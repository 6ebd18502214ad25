//! Operator semantics shared by the VM and the tree-walking evaluator.

use std::collections::BTreeMap;
use std::rc::Rc;

use super::Value;

#[derive(Debug, Clone, Copy, PartialEq, Eq)]
pub enum BinaryOp {
    Add,
    Sub,
    Mul,
    Div,
    Greater,
    GreaterEq,
    Equal,
    NotEqual,
}

impl BinaryOp {
    pub fn symbol(self) -> &'static str {
        match self {
            BinaryOp::Add => "+",
            BinaryOp::Sub => "-",
            BinaryOp::Mul => "*",
            BinaryOp::Div => "/",
            BinaryOp::Greater => ">",
            BinaryOp::GreaterEq => ">=",
            BinaryOp::Equal => "==",
            BinaryOp::NotEqual => "!=",
        }
    }
}

#[derive(Debug, Clone, PartialEq, Eq, thiserror::Error)]
pub enum OpError {
    #[error("unsupported types for binary operation: {left} {operator} {right}")]
    UnsupportedTypes { operator: &'static str, left: &'static str, right: &'static str },
    #[error("unknown operator: {left} {operator} {right}")]
    UnknownOperator { operator: &'static str, left: &'static str, right: &'static str },
    #[error("unsupported type for negation: {type_name}")]
    UnsupportedNegation { type_name: &'static str },
    #[error("division by zero")]
    DivisionByZero,
    #[error("unusable as hash key: {type_name}")]
    UnusableHashKey { type_name: &'static str },
    #[error("index operator not supported: {type_name}")]
    IndexNotSupported { type_name: &'static str },
}

pub fn binary(op: BinaryOp, left: &Value, right: &Value) -> Result<Value, OpError> {
    match (left, right) {
        (Value::Integer(l), Value::Integer(r)) => integer_binary(op, *l, *r),
        _ => match op {
            BinaryOp::Equal => Ok(Value::Boolean(left.identical(right))),
            BinaryOp::NotEqual => Ok(Value::Boolean(!left.identical(right))),
            BinaryOp::Add => match (left, right) {
                (Value::Text(l), Value::Text(r)) => Ok(Value::text(format!("{}{}", l, r))),
                _ => Err(unsupported(op, left, right)),
            },
            _ if left.type_name() == right.type_name() => Err(OpError::UnknownOperator {
                operator: op.symbol(),
                left: left.type_name(),
                right: right.type_name(),
            }),
            _ => Err(unsupported(op, left, right)),
        },
    }
}

fn unsupported(op: BinaryOp, left: &Value, right: &Value) -> OpError {
    OpError::UnsupportedTypes {
        operator: op.symbol(),
        left: left.type_name(),
        right: right.type_name(),
    }
}

/// Integer arithmetic wraps on overflow.
fn integer_binary(op: BinaryOp, l: i64, r: i64) -> Result<Value, OpError> {
    Ok(match op {
        BinaryOp::Add => Value::Integer(l.wrapping_add(r)),
        BinaryOp::Sub => Value::Integer(l.wrapping_sub(r)),
        BinaryOp::Mul => Value::Integer(l.wrapping_mul(r)),
        BinaryOp::Div => {
            if r == 0 {
                return Err(OpError::DivisionByZero);
            }
            Value::Integer(l.wrapping_div(r))
        }
        BinaryOp::Greater => Value::Boolean(l > r),
        BinaryOp::GreaterEq => Value::Boolean(l >= r),
        BinaryOp::Equal => Value::Boolean(l == r),
        BinaryOp::NotEqual => Value::Boolean(l != r),
    })
}

/// Infix operator by its source text. `<` and `<=` are the greater-than
/// forms with operands swapped.
pub fn infix(operator: &str, left: &Value, right: &Value) -> Option<Result<Value, OpError>> {
    let (op, swap) = match operator {
        "+" => (BinaryOp::Add, false),
        "-" => (BinaryOp::Sub, false),
        "*" => (BinaryOp::Mul, false),
        "/" => (BinaryOp::Div, false),
        ">" => (BinaryOp::Greater, false),
        ">=" => (BinaryOp::GreaterEq, false),
        "<" => (BinaryOp::Greater, true),
        "<=" => (BinaryOp::GreaterEq, true),
        "==" => (BinaryOp::Equal, false),
        "!=" => (BinaryOp::NotEqual, false),
        _ => return None,
    };
    Some(if swap { binary(op, right, left) } else { binary(op, left, right) })
}

pub fn negate(value: &Value) -> Result<Value, OpError> {
    match value {
        Value::Integer(n) => Ok(Value::Integer(n.wrapping_neg())),
        other => Err(OpError::UnsupportedNegation { type_name: other.type_name() }),
    }
}

pub fn bang(value: &Value) -> Value {
    Value::Boolean(!value.is_truthy())
}

/// Out-of-range array indices and missing hash keys yield null.
pub fn index(left: &Value, index: &Value) -> Result<Value, OpError> {
    match (left, index) {
        (Value::Array(items), Value::Integer(i)) => Ok(usize::try_from(*i)
            .ok()
            .and_then(|i| items.get(i))
            .cloned()
            .unwrap_or(Value::Null)),
        (Value::Hash(pairs), key) => {
            let key = key
                .hash_key()
                .ok_or(OpError::UnusableHashKey { type_name: key.type_name() })?;
            Ok(pairs.get(&key).cloned().unwrap_or(Value::Null))
        }
        _ => Err(OpError::IndexNotSupported { type_name: left.type_name() }),
    }
}

/// Build a hash from alternating keys and values. Later duplicates win.
pub fn build_hash(flat: Vec<Value>) -> Result<Value, OpError> {
    let mut pairs = BTreeMap::new();
    let mut iter = flat.into_iter();
    while let (Some(key), Some(value)) = (iter.next(), iter.next()) {
        let hashed = key
            .hash_key()
            .ok_or(OpError::UnusableHashKey { type_name: key.type_name() })?;
        pairs.insert(hashed, value);
    }
    Ok(Value::Hash(Rc::new(pairs)))
}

-- What to produce --
Search the listing above for lines with the word "PartialEq", and state how many there are, nothing else.

-- Reply --
2